Die mühsame Suche nach einer Dichtung, in der das eigene Überleben statt der Unterwerfung gefeiert wird, vielleicht auch nach einer eigenen Stimme, um ebendies zu fordern, zumindest aber nach einer Möglichkeit, innerhalb eines Wertesystems zu überleben, in dem man sich an der Auslöschung und dem Versagen von Frauen weidet, ist eine Arbeit, die viele junge Frauen, vielleicht fast alle, leisten müssen. Ich selbst tat das in jenen frühen Jahren nicht besonders gut oder klar erkennbar, dafür aber wild entschlossen.

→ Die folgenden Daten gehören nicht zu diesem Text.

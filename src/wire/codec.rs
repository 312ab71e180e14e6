use bytes::{Buf, BufMut, BytesMut};
use tokio_util::codec::{Decoder, Encoder};

use crate::{error::ProtocolViolation, BlockInfo, Error, PieceIndex};

/// The numeric message IDs defined by the peer wire protocol.
#[derive(Clone, Copy, Debug, PartialEq, Eq)]
pub(crate) enum MessageId {
    Choke = 0,
    Unchoke = 1,
    Interested = 2,
    NotInterested = 3,
    Have = 4,
    Bitfield = 5,
    Request = 6,
    Piece = 7,
    Cancel = 8,
}

/// A decoded peer protocol message. A length prefix of 0 decodes to
/// [`Message::KeepAlive`] rather than being surfaced as an `Option` at this
/// layer, so callers always get a concrete value per frame.
#[derive(Clone, Debug, PartialEq, Eq)]
pub(crate) enum Message {
    KeepAlive,
    Choke,
    Unchoke,
    Interested,
    NotInterested,
    Have { index: PieceIndex },
    Bitfield(Vec<u8>),
    Request(BlockInfo),
    Piece { piece_index: PieceIndex, offset: u32, data: Vec<u8> },
    Cancel(BlockInfo),
    /// A message with an ID outside 0..=8, kept opaque. The piece
    /// downloader ignores these.
    Unknown { id: u8, payload: Vec<u8> },
}

impl Message {
    /// A human-readable name for logging, independent of payload contents.
    pub fn name(&self) -> &'static str {
        match self {
            Message::KeepAlive => "KeepAlive",
            Message::Choke => "Choke",
            Message::Unchoke => "Unchoke",
            Message::Interested => "Interested",
            Message::NotInterested => "NotInterested",
            Message::Have { .. } => "Have",
            Message::Bitfield(_) => "Bitfield",
            Message::Request(_) => "Request",
            Message::Piece { .. } => "Piece",
            Message::Cancel(_) => "Cancel",
            Message::Unknown { .. } => "Unknown",
        }
    }
}

/// Codec for framed peer protocol messages, used for the lifetime of a
/// session after the handshake has completed.
pub(crate) struct PeerCodec;

fn put_fixed_id(buf: &mut BytesMut, id: MessageId) {
    buf.put_u32(1);
    buf.put_u8(id as u8);
}

fn put_block_info(buf: &mut BytesMut, id: MessageId, block: &BlockInfo) {
    buf.put_u32(13);
    buf.put_u8(id as u8);
    buf.put_u32(block.piece_index as u32);
    buf.put_u32(block.offset);
    buf.put_u32(block.len);
}

impl Encoder<Message> for PeerCodec {
    type Error = Error;

    fn encode(
        &mut self,
        msg: Message,
        buf: &mut BytesMut,
    ) -> Result<(), Self::Error> {
        match msg {
            Message::KeepAlive => buf.put_u32(0),
            Message::Choke => put_fixed_id(buf, MessageId::Choke),
            Message::Unchoke => put_fixed_id(buf, MessageId::Unchoke),
            Message::Interested => put_fixed_id(buf, MessageId::Interested),
            Message::NotInterested => {
                put_fixed_id(buf, MessageId::NotInterested)
            }
            Message::Have { index } => {
                buf.put_u32(5);
                buf.put_u8(MessageId::Have as u8);
                buf.put_u32(index as u32);
            }
            Message::Bitfield(bytes) => {
                buf.put_u32(1 + bytes.len() as u32);
                buf.put_u8(MessageId::Bitfield as u8);
                buf.put_slice(&bytes);
            }
            Message::Request(block) => {
                put_block_info(buf, MessageId::Request, &block)
            }
            Message::Piece {
                piece_index,
                offset,
                data,
            } => {
                buf.put_u32(9 + data.len() as u32);
                buf.put_u8(MessageId::Piece as u8);
                buf.put_u32(piece_index as u32);
                buf.put_u32(offset);
                buf.put_slice(&data);
            }
            Message::Cancel(block) => {
                put_block_info(buf, MessageId::Cancel, &block)
            }
            Message::Unknown { id, payload } => {
                buf.put_u32(1 + payload.len() as u32);
                buf.put_u8(id);
                buf.put_slice(&payload);
            }
        }
        Ok(())
    }
}

fn parse_block_info(payload: &[u8]) -> Result<BlockInfo, Error> {
    if payload.len() != 12 {
        return Err(ProtocolViolation::InvalidRequestLength(payload.len()).into());
    }
    let piece_index =
        u32::from_be_bytes(payload[0..4].try_into().unwrap()) as PieceIndex;
    let offset = u32::from_be_bytes(payload[4..8].try_into().unwrap());
    let len = u32::from_be_bytes(payload[8..12].try_into().unwrap());
    Ok(BlockInfo {
        piece_index,
        offset,
        len,
    })
}

impl Decoder for PeerCodec {
    type Item = Message;
    type Error = Error;

    fn decode(
        &mut self,
        buf: &mut BytesMut,
    ) -> Result<Option<Self::Item>, Self::Error> {
        if buf.len() < 4 {
            buf.reserve(4);
            return Ok(None);
        }

        let mut len_bytes = [0u8; 4];
        len_bytes.copy_from_slice(&buf[0..4]);
        let len = u32::from_be_bytes(len_bytes) as usize;

        if len == 0 {
            buf.advance(4);
            return Ok(Some(Message::KeepAlive));
        }

        if buf.len() < 4 + len {
            buf.reserve(4 + len - buf.len());
            return Ok(None);
        }

        buf.advance(4);
        let mut payload = buf.split_to(len);
        let id = payload[0];
        payload.advance(1);

        let msg = match id {
            id if id == MessageId::Choke as u8 => Message::Choke,
            id if id == MessageId::Unchoke as u8 => Message::Unchoke,
            id if id == MessageId::Interested as u8 => Message::Interested,
            id if id == MessageId::NotInterested as u8 => {
                Message::NotInterested
            }
            id if id == MessageId::Have as u8 => {
                if payload.len() != 4 {
                    return Err(ProtocolViolation::InvalidHaveLength(
                        payload.len(),
                    )
                    .into());
                }
                let mut idx_bytes = [0u8; 4];
                idx_bytes.copy_from_slice(&payload);
                Message::Have {
                    index: u32::from_be_bytes(idx_bytes) as PieceIndex,
                }
            }
            id if id == MessageId::Bitfield as u8 => {
                Message::Bitfield(payload.to_vec())
            }
            id if id == MessageId::Request as u8 => {
                Message::Request(parse_block_info(&payload)?)
            }
            id if id == MessageId::Piece as u8 => {
                if payload.len() < 8 {
                    return Err(ProtocolViolation::PieceHeaderTooShort(
                        payload.len(),
                    )
                    .into());
                }
                let piece_index = u32::from_be_bytes(
                    payload[0..4].try_into().unwrap(),
                ) as PieceIndex;
                let offset =
                    u32::from_be_bytes(payload[4..8].try_into().unwrap());
                let data = payload[8..].to_vec();
                Message::Piece {
                    piece_index,
                    offset,
                    data,
                }
            }
            id if id == MessageId::Cancel as u8 => {
                Message::Cancel(parse_block_info(&payload)?)
            }
            other => Message::Unknown {
                id: other,
                payload: payload.to_vec(),
            },
        };

        Ok(Some(msg))
    }
}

Mir war oft nicht bewusst, wogegen oder warum ich mich wehrte, und so war mein Widerstand vage, sporadisch, planlos. Jene Jahre, in denen ich darum kämpfte, nicht unterzugehen, wenn auch allzu oft wie jemand, die in einem Sumpf versinkt und dann heftig mit den Armen rudert, um sich zu retten, kommen mir heute in den Sinn, wenn ich sehe, wie um mich herum junge Frauen die gleichen Kämpfe austragen. Es ging nicht nur ums physische Überleben, wobei das oft schwierig genug war, sondern auch darum, als Person mit gewissen Rechten zu überleben, einschließlich des Rechts auf Teilhabe, Würde und

Die Regisseurin, Autorin und Schauspielerin Brit Marlin sagte kürzlich: »Dass du auf diesem Stuhl in diesem Zimmer sitzen bleibst und dich von einem mächtigen Mann belästigen oder missbrauchen lässt, liegt nicht zuletzt daran, dass uns Frauen kaum je ein anderes Ende gezeigt wurde. In den Romanen, die wir gelesen, den Filmen, die wir gesehen, den Geschichten, die uns von Kindesbeinen an erzählt wurden, nehmen Frauen sehr oft ein schreckliches Ende.«

Der Spiegel, in dem ich mich selbst verschwinden sah, hing in der Wohnung, in der ich ein Vierteljahrhundert lang gewohnt habe, von den letzten Monaten meines zwanzigsten Lebensjahrs an. Die ersten paar Jahre dort waren die Zeit meiner heftigsten Kämpfe, von denen ich manche gewann, andere Narben hinterlassen haben, die mich bis heute begleiten, und viele mich in einer Weise geprägt haben, dass ich nicht sagen könnte, ich wünschte, es wäre alles anders gelaufen, denn dann wäre ich eine ganz andere geworden, und diese andere gibt es nicht. Mich hingegen gibt es. Doch ich kann mir wünschen, dass den jungen Frauen, die nach mir kommen, einige der alten Hindernisse erspart bleiben, und nicht zuletzt dazu will ich mit meinen Texten beitragen, indem ich die Hindernisse zumindest benenne.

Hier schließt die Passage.